Date of Award

5-2018

Document Type

Thesis

Degree Name

Master of Science (MS)

Department

Planning, Development, and Preservation

Committee Member

Carter Hudgins, Committee Chair

Committee Member

Ralph Muldrow

Committee Member

Kristopher King

Abstract

During the late-nineteenth and early-twentieth centuries, wealthy northerners developed the South Carolina towns of Aiken and Camden into important winter resorts. South Carolina’s mild winters and accessibility by rail attracted Gilded Age elites to Aiken and Camden’s Winter Colonies. As part of their recreational social activities, the wealthy winter residents developed golf courses, polo clubs, and fox hunts. Vacationing thoroughbred racehorse owners realized that the mild winter climate was ideal for training, leading them to establish training facilities and tracks during the early-to-mid twentieth century.
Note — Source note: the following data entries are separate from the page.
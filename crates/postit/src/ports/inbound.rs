//! Inbound side of the transport
//!
//! A transport hands every context one [`Inbox`]: the single subscription
//! through which raw messages for that context arrive.

use std::pin::Pin;
use std::task::{Context, Poll};

use tokio::sync::mpsc;
use tokio_stream::Stream;

use crate::domain::TargetHandle;

/// A raw message as delivered by the transport
#[derive(Debug, Clone, PartialEq, Eq)]
pub struct RawMessage {
    /// Serialized payload, not necessarily ours
    pub data: String,
    /// Origin of the sending context, as seen by the transport
    pub origin: String,
    /// The sending context, if known
    pub source: Option<TargetHandle>,
}

impl RawMessage {
    pub fn new(data: impl Into<String>, origin: impl Into<String>) -> Self {
        Self {
            data: data.into(),
            origin: origin.into(),
            source: None,
        }
    }

    #[must_use]
    pub fn with_source(mut self, source: TargetHandle) -> Self {
        self.source = Some(source);
        self
    }
}

/// Receive half of one context's inbound notifications
#[derive(Debug)]
pub struct Inbox {
    receiver: mpsc::UnboundedReceiver<RawMessage>,
}

impl Inbox {
    /// Create a connected sender/inbox pair
    #[must_use]
    pub fn channel() -> (mpsc::UnboundedSender<RawMessage>, Self) {
        let (sender, receiver) = mpsc::unbounded_channel();
        (sender, Self { receiver })
    }

    /// Wait for the next message; `None` once every sender is gone
    pub async fn recv(&mut self) -> Option<RawMessage> {
        self.receiver.recv().await
    }

    /// Take a message if one is already queued
    pub fn try_recv(&mut self) -> Option<RawMessage> {
        self.receiver.try_recv().ok()
    }
}

impl Stream for Inbox {
    type Item = RawMessage;

    fn poll_next(mut self: Pin<&mut Self>, cx: &mut Context<'_>) -> Poll<Option<Self::Item>> {
        self.receiver.poll_recv(cx)
    }
}
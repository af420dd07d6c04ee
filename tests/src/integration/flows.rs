//! # End-to-End Flows
//!
//! A context emitting to itself through the in-memory transport, the same
//! round trip a page makes when it posts to its own window.

#[cfg(test)]
mod tests {
    use std::sync::Arc;

    use parking_lot::Mutex;
    use postit::{InMemoryTransport, Listener, WILDCARD};
    use serde::Serialize;
    use serde_json::{json, Value};

    use crate::harness::{recorder, settle, Context};

    const ORIGIN: &str = "http://localhost";

    // =========================================================================
    // LISTENER LIFECYCLE
    // =========================================================================

    #[tokio::test]
    async fn test_emit_reaches_listener_with_metadata() {
        let hub = InMemoryTransport::new();
        let ctx = Context::connect(&hub, ORIGIN);
        let (listener, calls) = recorder();

        ctx.registry.add("foo");
        ctx.registry.on("foo", "foo.bar", listener);
        ctx.registry
            .emit("foo", "foo.bar", &ctx.handle(), &json!({ "foo": "bar" }), "*");
        settle().await;

        let calls = calls.lock();
        assert_eq!(calls.len(), 1);
        assert_eq!(
            Value::Object(calls[0].data.clone()),
            json!({
                "foo": "bar",
                "__postit": "postit",
                "__event": "foo.bar",
                "__id": "foo",
                "__origin": ORIGIN
            })
        );
        assert_eq!(calls[0].origin, ORIGIN);
        assert_eq!(calls[0].source, Some(ctx.handle()));
    }

    #[tokio::test]
    async fn test_off_then_emit_is_silent() {
        let hub = InMemoryTransport::new();
        let ctx = Context::connect(&hub, ORIGIN);
        let (listener, calls) = recorder();

        ctx.registry.add("foo");
        ctx.registry
            .on("foo", "foo.bar", listener)
            .off("foo", "foo.bar", None);
        ctx.registry
            .emit("foo", "foo.bar", &ctx.handle(), &json!({ "foo": "bar" }), "*");
        settle().await;

        assert!(calls.lock().is_empty());
        assert_eq!(ctx.registry.metrics().snapshot().received, 1);
    }

    #[tokio::test]
    async fn test_off_single_listener_keeps_the_rest() {
        let hub = InMemoryTransport::new();
        let ctx = Context::connect(&hub, ORIGIN);
        let (kept, kept_calls) = recorder();
        let (removed, removed_calls) = recorder();

        ctx.registry.add("foo");
        ctx.registry
            .on("foo", "foo.bar", kept)
            .on("foo", "foo.bar", removed.clone())
            .off("foo", "foo.bar", Some(&removed));
        ctx.registry.emit("foo", "foo.bar", &ctx.handle(), "ping", "*");
        settle().await;

        assert_eq!(kept_calls.lock().len(), 1);
        assert!(removed_calls.lock().is_empty());
    }

    #[tokio::test]
    async fn test_remove_before_delivery_drops() {
        let hub = InMemoryTransport::new();
        let ctx = Context::connect(&hub, ORIGIN);
        let (listener, calls) = recorder();

        ctx.registry.add("foo");
        ctx.registry.on("foo", "foo.bar", listener);
        ctx.registry.emit("foo", "foo.bar", &ctx.handle(), "late", "*");
        // Delivery is asynchronous; the instance is gone by the time it lands
        ctx.registry.remove("foo");
        settle().await;

        assert!(calls.lock().is_empty());
        assert_eq!(ctx.registry.metrics().snapshot().dropped, 1);
    }

    #[tokio::test]
    async fn test_emit_unknown_id_sends_nothing() {
        let hub = InMemoryTransport::new();
        let ctx = Context::connect(&hub, ORIGIN);

        ctx.registry.emit("foobar", "foo.bar", &ctx.handle(), "x", "*");
        settle().await;

        let snapshot = ctx.registry.metrics().snapshot();
        assert_eq!(snapshot.emit_rejected, 1);
        assert_eq!(snapshot.received, 0);
    }

    // =========================================================================
    // WILDCARD FAN-OUT
    // =========================================================================

    #[tokio::test]
    async fn test_wildcard_sees_every_event_after_exact() {
        let hub = InMemoryTransport::new();
        let ctx = Context::connect(&hub, ORIGIN);
        let order = Arc::new(Mutex::new(Vec::new()));
        let tagged = |tag: &'static str| {
            let order = order.clone();
            Listener::new(move |e| order.lock().push(format!("{tag}:{}", e.event())))
        };

        ctx.registry.add("foo");
        ctx.registry
            .on("foo", WILDCARD, tagged("any"))
            .on("foo", "foo.bar", tagged("bar"))
            .on("foo", "foo.baz", tagged("baz"));

        ctx.registry.emit("foo", "foo.bar", &ctx.handle(), "1", "*");
        settle().await;
        ctx.registry.emit("foo", "foo.qux", &ctx.handle(), "2", "*");
        settle().await;

        assert_eq!(
            *order.lock(),
            vec!["bar:foo.bar", "any:foo.bar", "any:foo.qux"]
        );
    }

    #[tokio::test]
    async fn test_event_named_wildcard_runs_once() {
        let hub = InMemoryTransport::new();
        let ctx = Context::connect(&hub, ORIGIN);
        let (listener, calls) = recorder();

        ctx.registry.add("foo");
        ctx.registry.on("foo", WILDCARD, listener);
        ctx.registry.emit("foo", WILDCARD, &ctx.handle(), "star", "*");
        settle().await;

        assert_eq!(calls.lock().len(), 1);
    }

    #[tokio::test]
    async fn test_instances_are_isolated() {
        let hub = InMemoryTransport::new();
        let ctx = Context::connect(&hub, ORIGIN);
        let (foo_listener, foo_calls) = recorder();
        let (bar_listener, bar_calls) = recorder();

        ctx.registry.add("foo");
        ctx.registry.add("bar");
        ctx.registry
            .on("foo", "ping", foo_listener)
            .on("bar", "ping", bar_listener);
        ctx.registry.emit("bar", "ping", &ctx.handle(), "hello", "*");
        settle().await;

        assert!(foo_calls.lock().is_empty());
        assert_eq!(bar_calls.lock()[0].id(), "bar");
    }

    // =========================================================================
    // PAYLOAD SHAPES
    // =========================================================================

    #[tokio::test]
    async fn test_scalar_and_array_payloads_are_wrapped() {
        let hub = InMemoryTransport::new();
        let ctx = Context::connect(&hub, ORIGIN);
        let (listener, calls) = recorder();

        ctx.registry.add("foo");
        ctx.registry.on("foo", WILDCARD, listener);
        ctx.registry.emit("foo", "s", &ctx.handle(), "foobar", "*");
        settle().await;
        ctx.registry
            .emit("foo", "a", &ctx.handle(), &["foo", "bar"], "*");
        settle().await;
        ctx.registry.emit("foo", "n", &ctx.handle(), &42, "*");
        settle().await;
        ctx.registry.emit("foo", "z", &ctx.handle(), &Value::Null, "*");
        settle().await;

        let calls = calls.lock();
        let values: Vec<_> = calls.iter().map(|e| e.value().cloned()).collect();
        assert_eq!(
            values,
            vec![
                Some(json!("foobar")),
                Some(json!(["foo", "bar"])),
                Some(json!(42)),
                Some(Value::Null),
            ]
        );
    }

    #[tokio::test]
    async fn test_struct_payload_is_flattened() {
        #[derive(Serialize)]
        struct Move {
            x: i32,
            y: i32,
        }

        let hub = InMemoryTransport::new();
        let ctx = Context::connect(&hub, ORIGIN);
        let (listener, calls) = recorder();

        ctx.registry.add("board");
        ctx.registry.on("board", "move", listener);
        ctx.registry
            .emit("board", "move", &ctx.handle(), &Move { x: 3, y: -1 }, "*");
        settle().await;

        let calls = calls.lock();
        assert_eq!(calls[0].get("x"), Some(&json!(3)));
        assert_eq!(calls[0].get("y"), Some(&json!(-1)));
        assert!(calls[0].value().is_none());
    }

    #[tokio::test]
    async fn test_unserializable_payload_is_dropped() {
        struct Callback;
        impl Serialize for Callback {
            fn serialize<S: serde::Serializer>(&self, _s: S) -> Result<S::Ok, S::Error> {
                Err(serde::ser::Error::custom("callbacks cannot cross contexts"))
            }
        }

        let hub = InMemoryTransport::new();
        let ctx = Context::connect(&hub, ORIGIN);
        let (listener, calls) = recorder();

        ctx.registry.add("foo");
        ctx.registry.on("foo", "foo.bar", listener);
        ctx.registry
            .emit("foo", "foo.bar", &ctx.handle(), &Callback, "*");
        settle().await;

        assert!(calls.lock().is_empty());
        let snapshot = ctx.registry.metrics().snapshot();
        assert_eq!(snapshot.emit_rejected, 1);
        assert_eq!(snapshot.emitted, 0);
    }
}
//! Payload classification at the emit boundary
//!
//! Every emitted message is classified exactly once into a [`Payload`]:
//! JSON objects travel as structured fields, every other serializable value
//! travels wrapped under [`VALUE_FIELD`]. Values that cannot be serialized
//! never reach the transport.

use serde::Serialize;
use serde_json::{Map, Value};

use crate::error::EnvelopeError;

/// Field that carries a non-object payload on the wire.
pub const VALUE_FIELD: &str = "__value";

/// A message normalized for the wire
#[derive(Debug, Clone, PartialEq)]
pub enum Payload {
    /// A record of named fields, merged directly with the protocol metadata
    Structured(Map<String, Value>),
    /// Any other value: string, number, boolean, array or null
    Scalar(Value),
}

impl Payload {
    /// Classify a serializable message.
    ///
    /// Fails with [`EnvelopeError::Unserializable`] when the value refuses to
    /// serialize (closures, maps with non-string keys, and so on).
    pub fn classify<M: Serialize + ?Sized>(message: &M) -> Result<Self, EnvelopeError> {
        let value = serde_json::to_value(message)
            .map_err(|e| EnvelopeError::Unserializable(e.to_string()))?;
        Ok(Self::from_value(value))
    }

    /// Classify an already-built JSON value
    #[must_use]
    pub fn from_value(value: Value) -> Self {
        match value {
            Value::Object(fields) => Self::Structured(fields),
            other => Self::Scalar(other),
        }
    }

    /// The field map this payload contributes to an envelope
    #[must_use]
    pub fn into_fields(self) -> Map<String, Value> {
        match self {
            Self::Structured(fields) => fields,
            Self::Scalar(value) => {
                let mut fields = Map::with_capacity(1);
                fields.insert(VALUE_FIELD.to_string(), value);
                fields
            }
        }
    }

    #[must_use]
    pub fn is_structured(&self) -> bool {
        matches!(self, Self::Structured(_))
    }
}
These training facilities cemented the towns’ statuses as important winter training centers, leading important figures in American thoroughbred racing and major racing farms to construct barns near the training tracks. A number of significant trainers, including many U. S. Racing Hall of Fame inductees trained nationally- and internationally-renowned racehorses in Aiken and Camden. This thesis traces the development of Aiken and Camden’s equine landscapes including landscape features like tracks, training barns, and outbuildings. It identifies a distinctive typology of vernacular training barns that emerged in each of the towns and traces the standardization of training barn forms during the mid-to-late twentieth century. It also provides insight into how the equine landscapes reflected class, gender, and racial hierarchies. The analysis of spatial usage patterns used to develop barn types is supplemented by archival materials including period photographs, maps, plats, correspondence, newspapers, magazine articles, and oral histories to gain insight into the history of the barns and local racing culture.